Could you copy every entry exactly, with nothing changed?

--- START ---

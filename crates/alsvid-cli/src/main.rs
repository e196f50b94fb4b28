//! Alsvid Command-Line Interface
//!
//! Synthesizes reversible circuits from SyReC programs and PLA truth
//! tables, emits OpenQASM 3, and simulates the result.

use clap::{Parser, Subcommand};
use tracing_subscriber::EnvFilter;

mod commands;

use commands::{simulate, synth, table};

/// Alsvid - reversible circuit synthesis
#[derive(Parser)]
#[command(name = "alsvid")]
#[command(author, version, about, long_about = None)]
struct Cli {
    /// Increase verbosity (-v, -vv, -vvv)
    #[arg(short, long, action = clap::ArgAction::Count, global = true)]
    verbose: u8,

    #[command(subcommand)]
    command: Commands,
}

#[derive(Subcommand)]
enum Commands {
    /// Synthesize a SyReC program
    Synth {
        /// Input file (SyReC source)
        input: String,

        /// Output file (QASM3); defaults to the input with .qasm
        #[arg(short, long)]
        output: Option<String>,

        /// Synthesis backend (line-aware, cost-aware)
        #[arg(short, long, default_value = "line-aware")]
        backend: String,

        /// Module to synthesize instead of `main`
        #[arg(long)]
        main_module: Option<String>,

        /// Bit width for signals declared without one
        #[arg(long, default_value = "32")]
        default_bitwidth: u32,

        /// Print a JSON statistics record
        #[arg(long)]
        stats: bool,
    },

    /// Synthesize a PLA truth table
    Table {
        /// Input file (PLA)
        input: String,

        /// Output file (QASM3); defaults to the input with .qasm
        #[arg(short, long)]
        output: Option<String>,

        /// Synthesis flow (coding, coding-compact, one-pass)
        #[arg(short, long, default_value = "coding")]
        mode: String,

        /// Print a JSON statistics record
        #[arg(long)]
        stats: bool,
    },

    /// Synthesize a SyReC program and run it on an input pattern
    Simulate {
        /// Input file (SyReC source)
        input: String,

        /// Input pattern, most significant line first (e.g. 0101)
        #[arg(short = 'i', long)]
        pattern: String,

        /// Synthesis backend (line-aware, cost-aware)
        #[arg(short, long, default_value = "line-aware")]
        backend: String,
    },
}

fn main() -> anyhow::Result<()> {
    let cli = Cli::parse();

    let filter = match cli.verbose {
        0 => "warn",
        1 => "info",
        2 => "debug",
        _ => "trace",
    };
    tracing_subscriber::fmt()
        .with_env_filter(EnvFilter::new(filter))
        .with_target(false)
        .init();

    match cli.command {
        Commands::Synth {
            input,
            output,
            backend,
            main_module,
            default_bitwidth,
            stats,
        } => synth::execute(
            &input,
            output.as_deref(),
            &backend,
            main_module,
            default_bitwidth,
            stats,
        ),
        Commands::Table {
            input,
            output,
            mode,
            stats,
        } => table::execute(&input, output.as_deref(), &mode, stats),
        Commands::Simulate {
            input,
            pattern,
            backend,
        } => simulate::execute(&input, &pattern, &backend),
    }
}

--- END ---

• [ANSWER TO THIS TASK]
filename crates/alsvid-cli/src/main.rs
repository e196f50b94fb4b28
//! Alsvid Command-Line Interface
//!
//! Synthesizes reversible circuits from SyReC programs and PLA truth
//! tables, emits OpenQASM 3, and simulates the result.

use clap::{Parser, Subcommand};
use tracing_subscriber::EnvFilter;

mod commands;

use commands::{simulate, synth, table};

/// Alsvid - reversible circuit synthesis
#[derive(Parser)]
#[command(name = "alsvid")]
#[command(author, version, about, long_about = None)]
struct Cli {
    /// Increase verbosity (-v, -vv, -vvv)
    #[arg(short, long, action = clap::ArgAction::Count, global = true)]
    verbose: u8,

    #[command(subcommand)]
    command: Commands,
}

#[derive(Subcommand)]
enum Commands {
    /// Synthesize a SyReC program
    Synth {
        /// Input file (SyReC source)
        input: String,

        /// Output file (QASM3); defaults to the input with .qasm
        #[arg(short, long)]
        output: Option<String>,

        /// Synthesis backend (line-aware, cost-aware)
        #[arg(short, long, default_value = "line-aware")]
        backend: String,

        /// Module to synthesize instead of `main`
        #[arg(long)]
        main_module: Option<String>,

        /// Bit width for signals declared without one
        #[arg(long, default_value = "32")]
        default_bitwidth: u32,

        /// Print a JSON statistics record
        #[arg(long)]
        stats: bool,
    },

    /// Synthesize a PLA truth table
    Table {
        /// Input file (PLA)
        input: String,

        /// Output file (QASM3); defaults to the input with .qasm
        #[arg(short, long)]
        output: Option<String>,

        /// Synthesis flow (coding, coding-compact, one-pass)
        #[arg(short, long, default_value = "coding")]
        mode: String,

        /// Print a JSON statistics record
        #[arg(long)]
        stats: bool,
    },

    /// Synthesize a SyReC program and run it on an input pattern
    Simulate {
        /// Input file (SyReC source)
        input: String,

        /// Input pattern, most significant line first (e.g. 0101)
        #[arg(short = 'i', long)]
        pattern: String,

        /// Synthesis backend (line-aware, cost-aware)
        #[arg(short, long, default_value = "line-aware")]
        backend: String,
    },
}

fn main() -> anyhow::Result<()> {
    let cli = Cli::parse();

    let filter = match cli.verbose {
        0 => "warn",
        1 => "info",
        2 => "debug",
        _ => "trace",
    };
    tracing_subscriber::fmt()
        .with_env_filter(EnvFilter::new(filter))
        .with_target(false)
        .init();

    match cli.command {
        Commands::Synth {
            input,
            output,
            backend,
            main_module,
            default_bitwidth,
            stats,
        } => synth::execute(
            &input,
            output.as_deref(),
            &backend,
            main_module,
            default_bitwidth,
            stats,
        ),
        Commands::Table {
            input,
            output,
            mode,
            stats,
        } => table::execute(&input, output.as_deref(), &mode, stats),
        Commands::Simulate {
            input,
            pattern,
            backend,
        } => simulate::execute(&input, &pattern, &backend),
    }
}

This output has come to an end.